Finding ways to boost the slowing global economy and helping poor nations fend off financial shocks will be on the agenda at meetings this week of the International Monetary Fund and World Bank in Tokyo.

Upwards of 15,000 people are expected to converge on the Japanese capital and the city's downtown Tokyo International Forum for a slew of conferences and symposiums.

While the event officially began on Tuesday, the gathering's highlight comes Friday at a plenary meeting with representatives from the Washington-based institutions' 188 member states.

IMF head Christine Lagarde and her World Bank counterpart Jim Yong Kim will air their views on the global economy, which the IMF warns is slowing markedly, and address issues such as stabilising volatile food prices.

The focus will be on "building resilience against crises and giving voices to developing countries", World Bank vice president Cyril Muller said.

Saturday sees a meeting of the International Monetary and Financial Committee, the body that takes many of the operational decisions for the IMF, including its governance.

The Tokyo meetings were originally supposed to usher in governance reforms passed two years ago, amid calls from emerging nations for a greater say in the IMF's affairs.

However, the changes are on ice as the United States has yet to ratify the reforms with the US presidential election looming in November.

Holding the event in Japan, nearly 50 years after it last hosted the meetings in 1964, comes as the nation of 128 million moves past last year's quake-tsunami disaster and nuclear crisis.

It is a "good opportunity for us to show to the world the recovery of our country", said Tadehiko Nakao, vice finance minister for international affairs.

But a blistering spat between the hosts and China over disputed territory is threatening to cast a pall on the meeting, with the Chinese finance minister and central bank chief staying away.

Alongside the annual IMF-World Bank meetings, finance ministers from the G7 industrialised nations -- Britain, Canada, France, Germany, Italy, Japan and the United States -- meet on Thursday in Tokyo.
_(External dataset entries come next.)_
use migration::Migrator;
use sea_orm::{ConnectOptions, ConnectionTrait, Database, DatabaseConnection, Statement};
use sea_orm_migration::MigratorTrait;

use crate::error::CatalogResult;

/// Opens the pool and brings the schema up to date. The returned handle is
/// shared by every service for the life of the process; dropping the last
/// clone closes the pool.
pub async fn connect_and_migrate(
    options: impl Into<ConnectOptions>,
) -> CatalogResult<DatabaseConnection> {
    let db = Database::connect(options).await?;

    for pragma in ["PRAGMA journal_mode=WAL", "PRAGMA synchronous=NORMAL", "PRAGMA foreign_keys=ON"]
    {
        db.execute(Statement::from_string(db.get_database_backend(), pragma.to_string())).await?;
    }

    Migrator::up(&db, None).await?;
    tracing::debug!("database migrated");
    Ok(db)
}
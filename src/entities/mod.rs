pub mod category;
pub mod episode;
pub mod message;
pub mod movie;
pub mod movie_category;
pub mod season;
pub mod user;
pub mod user_favorite;
//! Seeding helpers for tests that run against an in-memory database.

use sea_orm::{ActiveModelTrait, ConnectOptions, DatabaseConnection, EntityTrait, Set};

use crate::{
    db,
    entities::{category, episode, message, movie, movie_category, season, user, user_favorite},
};

pub async fn memory_db() -> DatabaseConnection {
    let mut options = ConnectOptions::new("sqlite::memory:");
    options.max_connections(1).min_connections(1).sqlx_logging(false);
    db::connect_and_migrate(options).await.expect("in-memory database")
}

pub struct MovieSeed<'a> {
    pub slug: &'a str,
    pub title: &'a str,
    pub english_title: Option<&'a str>,
    pub view_count: i64,
    pub created_at: i64,
}

impl<'a> MovieSeed<'a> {
    pub fn new(slug: &'a str, title: &'a str) -> Self {
        Self { slug, title, english_title: None, view_count: 0, created_at: 0 }
    }

    pub fn english(mut self, english_title: &'a str) -> Self {
        self.english_title = Some(english_title);
        self
    }

    pub fn views(mut self, view_count: i64) -> Self {
        self.view_count = view_count;
        self
    }

    pub fn created_at(mut self, created_at: i64) -> Self {
        self.created_at = created_at;
        self
    }

    pub async fn insert(self, db: &DatabaseConnection) -> movie::Model {
        movie::ActiveModel {
            title: Set(self.title.to_string()),
            english_title: Set(self.english_title.map(str::to_string)),
            slug: Set(self.slug.to_string()),
            image: Set(None),
            time: Set(None),
            trailer: Set(None),
            premiere: Set(None),
            description: Set(None),
            release_year: Set(None),
            rating: Set(None),
            imdb_id: Set(None),
            view_count: Set(self.view_count),
            created_at: Set(self.created_at),
            ..Default::default()
        }
        .insert(db)
        .await
        .expect("insert movie")
    }
}

pub async fn insert_movie(db: &DatabaseConnection, slug: &str, title: &str) -> movie::Model {
    MovieSeed::new(slug, title).insert(db).await
}

pub async fn insert_category(db: &DatabaseConnection, slug: &str, name: &str) -> category::Model {
    category::ActiveModel {
        slug: Set(slug.to_string()),
        name: Set(name.to_string()),
        ..Default::default()
    }
    .insert(db)
    .await
    .expect("insert category")
}

pub async fn link_category(db: &DatabaseConnection, movie_id: i32, category_id: i32) {
    movie_category::Entity::insert(movie_category::ActiveModel {
        movie_id: Set(movie_id),
        category_id: Set(category_id),
    })
    .exec_without_returning(db)
    .await
    .expect("link category");
}

pub async fn insert_season(db: &DatabaseConnection, movie_id: i32, number: i32) -> season::Model {
    season::ActiveModel { movie_id: Set(movie_id), number: Set(number), ..Default::default() }
        .insert(db)
        .await
        .expect("insert season")
}

pub async fn insert_episode(db: &DatabaseConnection, season_id: i32, number: i32) -> episode::Model {
    episode::ActiveModel {
        season_id: Set(season_id),
        number: Set(number),
        title: Set(Some(format!("Episode {number}"))),
        video_url: Set(None),
        duration: Set(None),
        ..Default::default()
    }
    .insert(db)
    .await
    .expect("insert episode")
}

/// Movie with `seasons[i]` episodes in season `i + 1`.
pub async fn insert_series(
    db: &DatabaseConnection,
    seed: MovieSeed<'_>,
    seasons: &[i32],
) -> movie::Model {
    let movie = seed.insert(db).await;
    for (idx, episodes) in seasons.iter().enumerate() {
        let season = insert_season(db, movie.id, idx as i32 + 1).await;
        for number in 1..=*episodes {
            insert_episode(db, season.id, number).await;
        }
    }
    movie
}

pub async fn insert_user(db: &DatabaseConnection, username: &str) -> user::Model {
    user::ActiveModel {
        username: Set(username.to_string()),
        email: Set(format!("{username}@example.com")),
        avatar: Set(Some(format!("/avatars/{username}.png"))),
        admin: Set(false),
        ..Default::default()
    }
    .insert(db)
    .await
    .expect("insert user")
}

pub async fn insert_message(
    db: &DatabaseConnection,
    author_id: i32,
    body: &str,
    time: i64,
) -> message::Model {
    message::ActiveModel {
        author_id: Set(author_id),
        body: Set(body.to_string()),
        time: Set(time),
        ..Default::default()
    }
    .insert(db)
    .await
    .expect("insert message")
}

pub async fn add_favorite(db: &DatabaseConnection, user_id: i32, movie_id: i32) {
    user_favorite::Entity::insert(user_favorite::ActiveModel {
        user_id: Set(user_id),
        movie_id: Set(movie_id),
    })
    .exec_without_returning(db)
    .await
    .expect("add favorite");
}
"We will focus very much on global growth prospects," said a senior US Treasury official.

Japan's new finance minister, Koriki Jojima, who has been in the job just over a week, said he may use the G7 to discuss the strength of the yen.

"The yen's recent one-way rise isn't reflective of Japan's economic fundamentals," Jojima said last week.

With the US Federal Reserve starting a third burst of monetary stimulus known as quantitative easing, other economies fear a repeat of the previous rounds when the dollar eroded in value to the detriment of their exporting firms.

The yen has risen around 50 percent in nominal terms against the dollar over the past five years, squeezing Japan's exporters, who are also having difficulty with the European debt crisis and the rift with China.

But Japan needs cover from fellow G7 nations if is to intervene in currency markets to weaken the yen.

The meetings, held outside the IMF and World Bank's US headquarters every three years, come against the backdrop of the simmering debt crisis in Europe, uncertainty about a US economic recovery and slowing growth in China.

On Tuesday, the IMF slashed its global growth forecast for this year to 3.3 percent, from a July estimate of 3.5 percent.

Growth will only hit 3.6 percent next year -- lower than the 3.9 percent predicted in July -- as even powerful emerging economies like China, India and Brazil hit the brakes, the Fund said.

But that assumption of marginally better growth in 2013 hinges on Europe's leaders getting on top of their crisis soon and US politicians averting a savage austerity plan dubbed the "fiscal cliff", the IMF said.

"Failure to act on either issue would make growth prospects far worse," it warned in its latest World Economic Outlook.

The World Bank, whose new chief was inaugurated in July, will meanwhile focus on ways to help poor countries "strengthen their resistance to natural disasters but also to economic shocks", Muller said.